人種差別撤廃は、スタートラインに過ぎない――。
黒人の地位向上に腐心する2000年代の南アフリカ。人材の多様化と成長への隘路に挑む、ある商社員の物語。総合商社に勤める高倉は、子会社であるマキシマ社の再建を担い、社長として南アフリカに赴任する。人種隔離政策(アパルトヘイト)廃止から十年。そこで目の当たりにしたのは、格差と人種差別のない理想の社会の実現には程遠い現実。業績回復途上の会社に突きつけられる政府からの命題。それは、私企業に黒人の資本参加や管理職登用などを事実上義務付けるものであった。

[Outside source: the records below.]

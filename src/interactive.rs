//! Interactive mouse move/resize modal loops (§4.7).

use x11::xlib::{
    ButtonPress as XButtonPress, ButtonRelease, ButtonReleaseMask, ConfigureRequest, Expose,
    GrabModeAsync, MapRequest, MotionNotify, PointerMotionMask, XEvent, XGrabPointer,
    XMaskEvent, XQueryPointer, XUngrabPointer, XWarpPointer, CurrentTime,
};

use crate::client::{ClientFlags, ClientId};
use crate::config::SNAP;
use crate::focus;
use crate::geometry::Rect;
use crate::wm::Wm;

const GRAB_MASK: i64 = (PointerMotionMask
    | x11::xlib::ButtonPressMask
    | ButtonReleaseMask) as i64;

/// Throttle `MotionNotify` to roughly 60 Hz, matching dwm's timestamp-diff
/// throttle in `movemouse`/`resizemouse`.
const MOTION_INTERVAL_MS: u32 = 1000 / 60;

fn grab_pointer(wm: &Wm, cursor: u64) -> bool {
    unsafe {
        XGrabPointer(
            wm.display,
            wm.root,
            0,
            GRAB_MASK,
            GrabModeAsync,
            GrabModeAsync,
            0,
            cursor,
            CurrentTime,
        ) == 0
    }
}

/// `movemouse`: drag the selected client under the pointer. Refuses to run
/// on fullscreen clients. Promotes a tiled client to floating the first
/// time the drag would move it more than [`SNAP`] pixels, then snaps the
/// client's edges to the work-area edges while within `SNAP` pixels.
pub fn movemouse(wm: &mut Wm, id: ClientId) {
    if wm.clients.get(id).is_fullscreen() {
        return;
    }
    if !grab_pointer(wm, wm.cursor_move) {
        return;
    }

    let start_rect = wm.clients.get(id).rect;
    let (ok, start_x, start_y, _, _, _, _, _) = query_pointer(wm);
    if !ok {
        unsafe { XUngrabPointer(wm.display, CurrentTime) };
        return;
    }

    let mut last_time: u64 = 0;
    loop {
        let ev = next_grabbed_event(wm);
        match event_kind(&ev) {
            Kind::Motion(time, x, y) => {
                if time.wrapping_sub(last_time) < MOTION_INTERVAL_MS as u64 {
                    continue;
                }
                last_time = time;

                let dx = x - start_x;
                let dy = y - start_y;

                if !wm.clients.get(id).is_floating()
                    && (dx.abs() > SNAP || dy.abs() > SNAP)
                {
                    togglefloating_for_move(wm, id);
                }

                if wm.clients.get(id).is_floating() {
                    let mut r = start_rect;
                    r.x += dx;
                    r.y += dy;
                    let mon = wm.monitors.get(wm.clients.get(id).mon);
                    snap_rect(&mut r, &mon.work);
                    resize_client(wm, id, r, true);
                }
            }
            Kind::ButtonRelease => {
                break;
            }
            Kind::Other(mut owned) => {
                crate::event::dispatch(wm, &mut owned);
            }
        }
    }

    unsafe { XUngrabPointer(wm.display, CurrentTime) };
    reassign_monitor_after_drag(wm, id);
}

/// `resizemouse`: warp the pointer to the bottom-right corner, drag to
/// resize, warp back on release.
pub fn resizemouse(wm: &mut Wm, id: ClientId) {
    if wm.clients.get(id).is_fullscreen() {
        return;
    }
    if !grab_pointer(wm, wm.cursor_resize) {
        return;
    }

    let start_rect = wm.clients.get(id).rect;
    unsafe {
        XWarpPointer(
            wm.display,
            0,
            wm.clients.get(id).window,
            0,
            0,
            0,
            0,
            start_rect.w,
            start_rect.h,
        );
    }

    let mut last_time: u64 = 0;
    loop {
        let ev = next_grabbed_event(wm);
        match event_kind(&ev) {
            Kind::Motion(time, x, y) => {
                if time.wrapping_sub(last_time) < MOTION_INTERVAL_MS as u64 {
                    continue;
                }
                last_time = time;

                let nw = (x - start_rect.x).max(1);
                let nh = (y - start_rect.y).max(1);

                if !wm.clients.get(id).is_floating() && (nw - start_rect.w).abs() > SNAP {
                    togglefloating_for_move(wm, id);
                }

                if wm.clients.get(id).is_floating() {
                    let r = Rect::new(start_rect.x, start_rect.y, nw, nh);
                    resize_client(wm, id, r, true);
                }
            }
            Kind::ButtonRelease => break,
            Kind::Other(mut owned) => crate::event::dispatch(wm, &mut owned),
        }
    }

    let rect = wm.clients.get(id).rect;
    unsafe {
        XWarpPointer(wm.display, 0, wm.clients.get(id).window, 0, 0, 0, 0, rect.w, rect.h);
        XUngrabPointer(wm.display, CurrentTime);
    }
    reassign_monitor_after_drag(wm, id);
}

fn togglefloating_for_move(wm: &mut Wm, id: ClientId) {
    wm.clients.get_mut(id).flags.insert(ClientFlags::FLOATING);
    crate::wm::arrange(wm, wm.clients.get(id).mon);
}

fn snap_rect(r: &mut Rect, work: &Rect) {
    if (r.x - work.x).abs() < SNAP {
        r.x = work.x;
    }
    if (r.y - work.y).abs() < SNAP {
        r.y = work.y;
    }
    if ((work.x + work.w) - (r.x + r.w)).abs() < SNAP {
        r.x = work.x + work.w - r.w;
    }
    if ((work.y + work.h) - (r.y + r.h)).abs() < SNAP {
        r.y = work.y + work.h - r.h;
    }
}

fn resize_client(wm: &mut Wm, id: ClientId, r: Rect, _interact: bool) {
    wm.clients.get_mut(id).rect = r;
    crate::wm::resize_and_configure(wm, id, r);
}

fn reassign_monitor_after_drag(wm: &mut Wm, id: ClientId) {
    let rect = wm.clients.get(id).rect;
    let cur_mon = wm.clients.get(id).mon;
    let target = wm.monitors.rect_to_monitor(&rect, cur_mon);
    if target != cur_mon {
        crate::wm::send_to_monitor(wm, id, target);
        wm.selmon = target;
        focus::focus(wm, Some(id));
    }
}

fn query_pointer(wm: &Wm) -> (bool, i32, i32, i32, i32, i32, i32, u32) {
    unsafe {
        let mut root_ret = 0;
        let mut child_ret = 0;
        let (mut rx, mut ry, mut wx, mut wy) = (0, 0, 0, 0);
        let mut mask = 0;
        let ok = XQueryPointer(
            wm.display,
            wm.root,
            &mut root_ret,
            &mut child_ret,
            &mut rx,
            &mut ry,
            &mut wx,
            &mut wy,
            &mut mask,
        );
        (ok != 0, rx, ry, wx, wy, rx, ry, mask)
    }
}

fn next_grabbed_event(wm: &Wm) -> XEvent {
    unsafe {
        let mut ev: XEvent = std::mem::zeroed();
        XMaskEvent(
            wm.display,
            GRAB_MASK | x11::xlib::SubstructureRedirectMask as i64 | x11::xlib::ExposureMask as i64,
            &mut ev,
        );
        ev
    }
}

enum Kind {
    Motion(u64, i32, i32),
    ButtonRelease,
    Other(XEvent),
}

fn event_kind(ev: &XEvent) -> Kind {
    unsafe {
        match ev.type_ {
            MotionNotify => Kind::Motion(ev.motion.time as u64, ev.motion.x_root, ev.motion.y_root),
            ButtonRelease => Kind::ButtonRelease,
            XButtonPress | ConfigureRequest | Expose | MapRequest => Kind::Other(*ev),
            _ => Kind::Other(*ev),
        }
    }
}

2019年ラグビーW杯優勝国・南アフリカの葛藤から世界のリアルを描く、社会派ビジネス小説を連載にてお届けします。
八
翌日より高倉は社外取締役二人を含む七人の幹部の解任作業に入った。
ケニー・ブライアントとロッド・モーローの解任で、ある程度予想をしていたのか? 意外にすんなりと辞めてくれた幹部もいた。特に社外取締役の解任は問題なく進めることが出来た。
しかし怒り狂い、高倉に、
「ファック・ユー」とか「イエロー・ジヤップ」「今に見てろ、あとで吠え面をかくことになるぞ」
といったたぐいの、あらゆる罵詈雑言を浴びせかけて抵抗した幹部も数名いた。
中でも技術担当役員のフランコ・ハウゼンの反発は大きかった。
「私は技術担当であり、リトレッドはじめ技術関係の開発や改善には十分貢献しているつもりだ。会社の業績悪化を招いた杜撰な経営や不祥事には関与していない」
「あなたは会社役員という立場だ。技術のことだけやっていればいいというものではない。役員として会社全体のことに関与しなければならない。関与していないというのは、責任を回避していたということだ」
高倉は努めて冷静に言った。
フランコは反論する。
「関与していなかったという意味は、自分は不祥事はやっていないということだ。他の役員は公私混同していたらしいが」
「見て見ぬふりをしていたのか。会社役員としてますます無責任だ」
この言葉に、
「イエロー・ジャップにがたがた言われる筋合いはない。私はこの会社を辞めない」
と、ついにフランコは言ってはならない言葉を発した。
「あなたの机の中身はもうすでに全部段ボールに詰めて、ドアの外に出してある。会社に残りたいならその段ボールを持って会議室にでも行って仕事をやれ」
これでフランコ・ハウゼンは、諦めて会社を去った。
こうして高倉は固い決意のもとに、全幹部の首切りをやり通した。
『トカゲの頭切り』は終わった。
【主な登場人物】
高倉譲二 マキシマ株式会社社長 七洋商事より派遣
アンネマリー 同社社長秘書
アンドルー・レクレア 同社カンパニー・セクレタリーのちに社長室長
ピート・ダン 同社倉庫係のちにケープタウン店長補佐
秋山峰雄 同社社長室長 七洋商事より派遣のちに経理財務ダイレクター
斉藤和夫 同社技術ダイレクター ニホンタイヤより派遣
シェーン・ネッスル 同社周辺国担当マネージャー
ケニー・ブライアント 同社前社長
ロッド・モーロー 同社管理担当取締役
トニー・コッペル 同社経理マネージャー ジンバブエ撤退担当
バート・グッドマン 同社販売担当副社長
ピーター・マステン 同社株主ポート・エリザベス在住
ザリレイ・マゲス 同社新株主代表 マゲス・エンジニアリング社社長
ジャンポール・ゲタン 同社ケープタウン店長
ポロ・マルハン ブラック・グリップ社(BG社)社長
ピーター・コナー ブリット銀行CEO
クバネ氏 ジンバブエ元外交官 現ANCメンバー
佐々木氏 TM銀行駐在員事務所所長
山川取締役 七洋商事東京本店
亀川常務執行役員 七洋商事東京本店
鈴本専務執行役員 七洋商事東京本店
風間部長 七洋商事物資本部
高倉洋子 譲二の妻
【前書き】
本作品内に差別的な発言や表現がありますが、二〇〇〇年代の南アフリカを舞台にした作品のテーマを損なわないようにしたものであり、差別意識を助長させようとするものではありません。